Pushkin’s poetical tales are spirited and full of dramatic power. The influence of Byron is undoubtedly seen, in them, but they are not imitations, still less is anything in them plagiarized. Boris Godunov is a fine tragedy; on the whole Eugene Onyegin must be considered Pushkin’s masterpiece. Here we have a great variety of styles—satire, pathos and humour mixed together. The character-painting is good, and the descriptions of scenery introduced faithful to nature. The poem in many places reminds us of Byron, who himself in his mixture of the pathetic and the humorous was a disciple of the Italian school. Pushkin also wrote a great many lyrical pieces. Interspersed among the poet’s minor works will be found many epigrams, but some of the best composed by him were not so fortunate as to pass the censorship, and must be read in a supplementary volume published at Berlin.
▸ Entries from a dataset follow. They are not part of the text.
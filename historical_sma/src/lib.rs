//! Historical-window resolution and simple-moving-average aggregation.
//!
//! Given "N bars of this size ending at this instant", this crate computes
//! what a bulk historical-data request must look like - the exact start
//! instant of the window, counting only time the exchange actually trades,
//! and the coarse duration descriptor the upstream source accepts - and then
//! reduces the delivered bars to a single SMA value.
//!
//! The two core boundary functions are:
//! - [`plan_request`]: end-instant normalization → bar-size parsing →
//!   window resolution, bundled as a [`HistoricalRequest`] with the exact
//!   wire strings the external data-request collaborator forwards upstream.
//! - [`aggregate`]: strict sufficiency check plus arithmetic mean over the
//!   newest `count` bars of a finalized batch.
//!
//! Everything in between is pure and synchronous. The broker connection,
//! request-ID bookkeeping, and asynchronous bar delivery live with the
//! collaborator; this crate is handed one immutable batch of [`Bar`]s once
//! delivery has completed.

pub mod aggregate;
pub mod endtime;
pub mod errors;
pub mod models;
pub mod request;
pub mod window;

pub use aggregate::{InsufficientDataError, aggregate};
pub use endtime::{EndTime, EndTimeError, ResolvedEnd};
pub use errors::Error;
pub use models::bar::{Bar, BarField, UnknownFieldError};
pub use models::barsize::{BarSize, BarSizeError, BarUnit};
pub use models::duration::{DurationDescriptor, DurationUnit};
pub use request::{HistoricalRequest, plan_request, plan_request_at};
pub use window::{RequestWindow, WindowError, resolve};
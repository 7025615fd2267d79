//! Calendar error types.

use chrono::NaiveDate;
use thiserror::Error;

/// Fatal calendar-configuration errors.
///
/// Raised while building an [`ExchangeCalendar`](crate::ExchangeCalendar),
/// either from the built-in table or from a TOML config. Construction fails
/// as a whole; no partially-populated calendar is ever observable.
#[derive(Debug, Error)]
pub enum ConfigError {
    /// A holiday datestring did not match `M/D/YYYY`.
    #[error("invalid holiday date {date:?}: expected M/D/YYYY")]
    InvalidHolidayDate {
        /// The offending datestring, as supplied.
        date: String,
    },

    /// A holiday kind string was not one of the two recognized values.
    #[error("unknown holiday kind {kind:?}: expected \"full day\" or \"early close\"")]
    UnknownHolidayKind {
        /// The offending kind string, as supplied.
        kind: String,
    },

    /// The same date appeared twice in the holiday table.
    #[error("duplicate holiday date {date}")]
    DuplicateHoliday {
        /// The duplicated date.
        date: NaiveDate,
    },

    /// The configured time zone is not a recognized IANA zone name.
    #[error("unknown timezone {name:?}")]
    UnknownTimezone {
        /// The offending zone name.
        name: String,
    },

    /// A session time did not parse as `HH:MM`.
    #[error("invalid time of day {time:?}: expected HH:MM")]
    InvalidTime {
        /// The offending time string.
        time: String,
    },

    /// The session times are not ordered `open < early_close <= normal_close`.
    #[error("session times out of order: open {open}, early close {early_close}, normal close {normal_close}")]
    InvalidSessionTimes {
        /// Session open.
        open: chrono::NaiveTime,
        /// Early (shortened-session) close.
        early_close: chrono::NaiveTime,
        /// Normal close.
        normal_close: chrono::NaiveTime,
    },

    /// A calendar config file could not be read.
    #[error("failed to read calendar config {path:?}")]
    Io {
        /// Path that failed to load.
        path: String,
        /// Underlying IO error.
        #[source]
        source: std::io::Error,
    },

    /// The calendar config was not valid TOML for the expected shape.
    #[error("failed to parse calendar config TOML")]
    Toml(#[from] toml::de::Error),
}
As a prose writer Pushkin has considerable merits. Besides his History of the Revolt of Pugachev, which is perhaps too much of a compilation, he published a small volume of tales under the nom de plume of Ivan Byelkin. These all show considerable dramatic power: the best are The Captain’s Daughter, a tale of the times of Catherine II.; The Undertaker, a very ghostly story, which will remind the English reader of some of the tales of Edgar Poe; The Pistol Shot; and The Queen of Spades.
The academy of St Petersburg has recently issued a complete edition of the works of Pushkin, including his letters. See the bibliography in the editions of Gennadi (7 vols., St Petersburg, 1861) and Annenkov (6 vols., St Petersburg, 1855).